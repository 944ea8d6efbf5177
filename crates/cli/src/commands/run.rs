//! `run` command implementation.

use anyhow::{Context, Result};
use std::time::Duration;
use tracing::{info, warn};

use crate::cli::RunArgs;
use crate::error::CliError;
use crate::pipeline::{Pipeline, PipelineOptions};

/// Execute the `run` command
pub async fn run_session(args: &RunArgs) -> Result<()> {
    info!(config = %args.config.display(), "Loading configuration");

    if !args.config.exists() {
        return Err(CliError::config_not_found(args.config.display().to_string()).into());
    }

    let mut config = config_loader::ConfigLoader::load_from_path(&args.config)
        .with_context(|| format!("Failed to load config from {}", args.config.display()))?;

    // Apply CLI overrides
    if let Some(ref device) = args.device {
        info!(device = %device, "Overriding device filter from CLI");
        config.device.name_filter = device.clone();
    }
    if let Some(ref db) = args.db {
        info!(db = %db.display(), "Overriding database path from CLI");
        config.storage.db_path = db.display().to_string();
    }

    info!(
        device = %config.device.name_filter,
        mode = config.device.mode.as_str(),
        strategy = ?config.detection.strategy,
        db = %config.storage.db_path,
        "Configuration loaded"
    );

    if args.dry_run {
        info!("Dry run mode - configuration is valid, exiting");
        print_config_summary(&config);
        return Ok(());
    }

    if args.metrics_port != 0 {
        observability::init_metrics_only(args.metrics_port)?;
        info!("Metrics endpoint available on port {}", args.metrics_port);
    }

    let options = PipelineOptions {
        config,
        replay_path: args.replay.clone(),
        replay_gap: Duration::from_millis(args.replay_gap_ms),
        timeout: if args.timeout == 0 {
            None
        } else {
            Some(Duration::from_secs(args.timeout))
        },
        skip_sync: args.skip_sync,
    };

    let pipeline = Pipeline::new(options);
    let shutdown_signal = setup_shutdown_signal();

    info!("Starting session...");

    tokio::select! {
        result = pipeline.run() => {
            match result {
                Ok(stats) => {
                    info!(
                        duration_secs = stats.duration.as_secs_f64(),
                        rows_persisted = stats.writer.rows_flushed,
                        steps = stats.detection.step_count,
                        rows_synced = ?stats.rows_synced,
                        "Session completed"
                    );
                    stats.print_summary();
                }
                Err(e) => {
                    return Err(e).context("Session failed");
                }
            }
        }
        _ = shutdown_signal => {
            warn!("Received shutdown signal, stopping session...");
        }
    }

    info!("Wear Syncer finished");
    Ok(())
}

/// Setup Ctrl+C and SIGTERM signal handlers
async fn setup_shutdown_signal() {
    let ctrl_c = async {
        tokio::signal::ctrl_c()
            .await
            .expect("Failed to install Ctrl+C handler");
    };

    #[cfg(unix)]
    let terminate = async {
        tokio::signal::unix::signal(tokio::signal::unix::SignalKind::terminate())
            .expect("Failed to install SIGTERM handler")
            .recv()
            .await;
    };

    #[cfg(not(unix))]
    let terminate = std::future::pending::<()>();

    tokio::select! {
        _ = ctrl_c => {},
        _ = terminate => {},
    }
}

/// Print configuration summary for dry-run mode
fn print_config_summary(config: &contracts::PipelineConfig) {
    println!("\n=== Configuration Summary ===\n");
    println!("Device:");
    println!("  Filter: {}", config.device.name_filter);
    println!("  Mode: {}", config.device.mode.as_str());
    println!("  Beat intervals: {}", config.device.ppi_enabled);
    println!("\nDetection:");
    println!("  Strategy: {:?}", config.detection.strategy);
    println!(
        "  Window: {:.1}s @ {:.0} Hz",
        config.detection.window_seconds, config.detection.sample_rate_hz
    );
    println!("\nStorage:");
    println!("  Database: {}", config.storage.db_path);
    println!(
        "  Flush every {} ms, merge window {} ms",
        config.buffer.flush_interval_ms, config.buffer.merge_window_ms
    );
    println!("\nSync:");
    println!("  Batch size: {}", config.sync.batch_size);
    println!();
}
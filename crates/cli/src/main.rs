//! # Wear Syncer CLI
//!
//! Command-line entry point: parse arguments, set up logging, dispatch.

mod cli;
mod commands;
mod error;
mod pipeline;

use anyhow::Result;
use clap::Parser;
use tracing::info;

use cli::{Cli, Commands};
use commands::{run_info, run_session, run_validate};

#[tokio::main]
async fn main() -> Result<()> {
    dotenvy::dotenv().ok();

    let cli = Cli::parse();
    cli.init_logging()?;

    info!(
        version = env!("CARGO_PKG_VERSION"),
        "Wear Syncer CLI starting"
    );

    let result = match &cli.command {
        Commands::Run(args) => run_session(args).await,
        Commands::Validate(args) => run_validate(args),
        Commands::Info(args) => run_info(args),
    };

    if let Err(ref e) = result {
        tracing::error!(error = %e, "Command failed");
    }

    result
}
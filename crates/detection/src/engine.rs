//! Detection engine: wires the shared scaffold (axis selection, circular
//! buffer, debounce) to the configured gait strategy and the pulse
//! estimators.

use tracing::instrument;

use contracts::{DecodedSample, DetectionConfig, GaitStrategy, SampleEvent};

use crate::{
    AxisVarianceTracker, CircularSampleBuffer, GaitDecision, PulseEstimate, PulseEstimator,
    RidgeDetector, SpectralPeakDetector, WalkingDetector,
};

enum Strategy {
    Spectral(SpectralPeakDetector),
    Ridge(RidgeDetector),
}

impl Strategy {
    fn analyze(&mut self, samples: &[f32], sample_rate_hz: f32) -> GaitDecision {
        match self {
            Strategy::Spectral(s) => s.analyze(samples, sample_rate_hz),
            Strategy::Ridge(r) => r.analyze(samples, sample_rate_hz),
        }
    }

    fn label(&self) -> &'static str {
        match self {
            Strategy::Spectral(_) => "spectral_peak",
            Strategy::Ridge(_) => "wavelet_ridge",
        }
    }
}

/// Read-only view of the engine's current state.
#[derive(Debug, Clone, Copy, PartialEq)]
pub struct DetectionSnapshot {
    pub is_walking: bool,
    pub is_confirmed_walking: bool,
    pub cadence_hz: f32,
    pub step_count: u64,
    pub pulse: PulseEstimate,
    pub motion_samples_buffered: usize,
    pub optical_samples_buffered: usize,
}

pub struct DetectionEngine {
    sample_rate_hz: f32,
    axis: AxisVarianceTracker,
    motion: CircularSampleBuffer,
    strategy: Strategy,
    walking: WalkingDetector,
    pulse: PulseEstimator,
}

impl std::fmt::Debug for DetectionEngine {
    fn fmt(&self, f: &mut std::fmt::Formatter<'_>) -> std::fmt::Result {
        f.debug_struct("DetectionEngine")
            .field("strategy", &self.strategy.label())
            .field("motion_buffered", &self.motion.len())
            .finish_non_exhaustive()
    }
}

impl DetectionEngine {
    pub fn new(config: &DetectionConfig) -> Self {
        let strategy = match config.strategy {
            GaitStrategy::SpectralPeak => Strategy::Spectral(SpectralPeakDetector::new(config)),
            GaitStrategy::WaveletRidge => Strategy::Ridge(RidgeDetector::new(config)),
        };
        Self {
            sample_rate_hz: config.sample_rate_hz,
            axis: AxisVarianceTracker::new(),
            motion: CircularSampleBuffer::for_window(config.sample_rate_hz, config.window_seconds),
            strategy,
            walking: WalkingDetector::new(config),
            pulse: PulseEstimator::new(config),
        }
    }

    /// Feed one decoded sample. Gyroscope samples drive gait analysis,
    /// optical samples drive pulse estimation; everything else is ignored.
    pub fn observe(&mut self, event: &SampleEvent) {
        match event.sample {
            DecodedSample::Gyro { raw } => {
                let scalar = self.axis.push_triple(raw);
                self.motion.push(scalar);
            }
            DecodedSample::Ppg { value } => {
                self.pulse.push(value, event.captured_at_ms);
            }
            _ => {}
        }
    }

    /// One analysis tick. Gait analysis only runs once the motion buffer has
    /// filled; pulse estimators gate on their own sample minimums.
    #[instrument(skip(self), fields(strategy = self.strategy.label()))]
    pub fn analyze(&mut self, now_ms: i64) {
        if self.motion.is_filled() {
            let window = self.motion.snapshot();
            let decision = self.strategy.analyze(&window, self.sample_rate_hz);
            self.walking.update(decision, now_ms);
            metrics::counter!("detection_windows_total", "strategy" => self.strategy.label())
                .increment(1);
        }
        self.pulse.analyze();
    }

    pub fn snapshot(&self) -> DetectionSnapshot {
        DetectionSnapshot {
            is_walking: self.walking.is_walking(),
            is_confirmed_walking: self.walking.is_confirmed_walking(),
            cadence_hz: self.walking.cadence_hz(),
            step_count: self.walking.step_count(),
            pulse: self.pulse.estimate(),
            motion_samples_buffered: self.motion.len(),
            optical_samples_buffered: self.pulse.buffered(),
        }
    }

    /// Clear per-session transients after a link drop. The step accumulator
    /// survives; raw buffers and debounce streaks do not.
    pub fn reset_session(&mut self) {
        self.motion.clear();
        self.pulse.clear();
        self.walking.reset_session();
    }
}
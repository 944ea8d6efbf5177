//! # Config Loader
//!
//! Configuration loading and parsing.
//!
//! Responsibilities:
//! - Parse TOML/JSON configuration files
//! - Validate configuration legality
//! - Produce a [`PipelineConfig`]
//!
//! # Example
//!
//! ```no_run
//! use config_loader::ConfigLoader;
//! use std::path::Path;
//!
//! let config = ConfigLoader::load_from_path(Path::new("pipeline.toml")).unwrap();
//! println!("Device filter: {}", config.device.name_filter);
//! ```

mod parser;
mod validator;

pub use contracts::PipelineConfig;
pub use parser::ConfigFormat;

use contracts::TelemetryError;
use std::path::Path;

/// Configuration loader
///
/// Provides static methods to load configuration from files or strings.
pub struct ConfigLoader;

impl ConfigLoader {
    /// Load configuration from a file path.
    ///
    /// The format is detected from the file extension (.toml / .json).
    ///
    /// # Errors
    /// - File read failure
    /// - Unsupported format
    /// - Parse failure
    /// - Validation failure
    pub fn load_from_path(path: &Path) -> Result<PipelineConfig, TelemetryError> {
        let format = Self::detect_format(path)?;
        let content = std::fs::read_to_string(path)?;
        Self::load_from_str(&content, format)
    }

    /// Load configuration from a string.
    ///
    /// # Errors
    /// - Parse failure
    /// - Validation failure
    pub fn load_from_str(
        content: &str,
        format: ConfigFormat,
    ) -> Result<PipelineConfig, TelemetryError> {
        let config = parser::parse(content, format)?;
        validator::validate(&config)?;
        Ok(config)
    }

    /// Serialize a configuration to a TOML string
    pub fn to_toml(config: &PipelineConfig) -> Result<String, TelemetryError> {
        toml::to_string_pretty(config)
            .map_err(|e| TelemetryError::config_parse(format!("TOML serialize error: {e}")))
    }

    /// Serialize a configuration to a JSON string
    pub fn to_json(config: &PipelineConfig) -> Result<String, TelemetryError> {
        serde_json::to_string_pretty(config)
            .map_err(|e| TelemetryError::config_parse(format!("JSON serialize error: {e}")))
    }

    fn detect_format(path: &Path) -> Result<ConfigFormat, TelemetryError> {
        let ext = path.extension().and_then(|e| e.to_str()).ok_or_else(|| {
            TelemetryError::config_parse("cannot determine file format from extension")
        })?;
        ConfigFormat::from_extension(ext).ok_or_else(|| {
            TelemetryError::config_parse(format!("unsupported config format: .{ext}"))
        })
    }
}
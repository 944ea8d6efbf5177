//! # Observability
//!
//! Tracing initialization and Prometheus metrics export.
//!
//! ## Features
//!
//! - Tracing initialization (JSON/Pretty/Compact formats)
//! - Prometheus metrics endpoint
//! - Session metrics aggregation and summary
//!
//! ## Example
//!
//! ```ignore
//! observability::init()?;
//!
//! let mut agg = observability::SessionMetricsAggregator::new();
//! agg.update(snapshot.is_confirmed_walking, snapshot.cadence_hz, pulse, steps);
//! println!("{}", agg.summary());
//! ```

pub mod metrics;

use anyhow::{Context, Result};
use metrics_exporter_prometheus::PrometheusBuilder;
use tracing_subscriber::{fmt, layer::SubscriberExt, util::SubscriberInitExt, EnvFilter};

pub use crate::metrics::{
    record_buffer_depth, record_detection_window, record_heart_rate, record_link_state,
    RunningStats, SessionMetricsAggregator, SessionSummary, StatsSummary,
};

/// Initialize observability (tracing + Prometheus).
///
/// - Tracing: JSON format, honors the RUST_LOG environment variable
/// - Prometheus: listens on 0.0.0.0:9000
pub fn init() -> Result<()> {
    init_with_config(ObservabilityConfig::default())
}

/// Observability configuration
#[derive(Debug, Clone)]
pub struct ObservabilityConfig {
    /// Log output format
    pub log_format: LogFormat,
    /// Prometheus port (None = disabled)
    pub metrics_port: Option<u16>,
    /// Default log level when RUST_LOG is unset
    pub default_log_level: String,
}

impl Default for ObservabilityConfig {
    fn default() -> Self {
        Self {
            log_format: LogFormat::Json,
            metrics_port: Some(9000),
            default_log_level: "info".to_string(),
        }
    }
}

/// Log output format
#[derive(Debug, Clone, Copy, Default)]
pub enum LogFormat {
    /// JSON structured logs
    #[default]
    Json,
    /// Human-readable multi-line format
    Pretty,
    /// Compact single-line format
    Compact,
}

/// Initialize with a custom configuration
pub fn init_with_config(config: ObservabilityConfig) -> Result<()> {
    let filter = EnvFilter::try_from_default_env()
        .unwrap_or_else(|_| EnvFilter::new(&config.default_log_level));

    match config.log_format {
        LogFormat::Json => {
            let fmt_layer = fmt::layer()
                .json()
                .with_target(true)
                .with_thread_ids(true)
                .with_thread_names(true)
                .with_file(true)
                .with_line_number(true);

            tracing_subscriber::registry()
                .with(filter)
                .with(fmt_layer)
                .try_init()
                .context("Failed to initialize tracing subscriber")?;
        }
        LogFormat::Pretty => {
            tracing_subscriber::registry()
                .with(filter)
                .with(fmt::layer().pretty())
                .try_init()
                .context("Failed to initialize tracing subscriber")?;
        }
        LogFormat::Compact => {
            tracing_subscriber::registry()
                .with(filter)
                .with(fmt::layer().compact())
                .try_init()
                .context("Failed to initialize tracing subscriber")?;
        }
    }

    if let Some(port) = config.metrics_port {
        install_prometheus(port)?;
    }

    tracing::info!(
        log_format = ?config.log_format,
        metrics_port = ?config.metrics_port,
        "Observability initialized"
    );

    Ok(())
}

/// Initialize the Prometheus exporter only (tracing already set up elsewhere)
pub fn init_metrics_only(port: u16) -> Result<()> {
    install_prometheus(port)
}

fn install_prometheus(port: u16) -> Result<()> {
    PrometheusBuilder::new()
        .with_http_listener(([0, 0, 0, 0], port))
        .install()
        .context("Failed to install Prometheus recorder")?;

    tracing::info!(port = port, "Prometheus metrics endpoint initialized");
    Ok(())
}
------------------------
* _Exercise directions_
Copy every line above that includes the string "TelemetryError".

* _Solved exercise_
use contracts::TelemetryError;
    pub fn load_from_path(path: &Path) -> Result<PipelineConfig, TelemetryError> {
    ) -> Result<PipelineConfig, TelemetryError> {
    pub fn to_toml(config: &PipelineConfig) -> Result<String, TelemetryError> {
            .map_err(|e| TelemetryError::config_parse(format!("TOML serialize error: {e}")))
    pub fn to_json(config: &PipelineConfig) -> Result<String, TelemetryError> {
            .map_err(|e| TelemetryError::config_parse(format!("JSON serialize error: {e}")))
    fn detect_format(path: &Path) -> Result<ConfigFormat, TelemetryError> {
            TelemetryError::config_parse("cannot determine file format from extension")
            TelemetryError::config_parse(format!("unsupported config format: .{ext}"))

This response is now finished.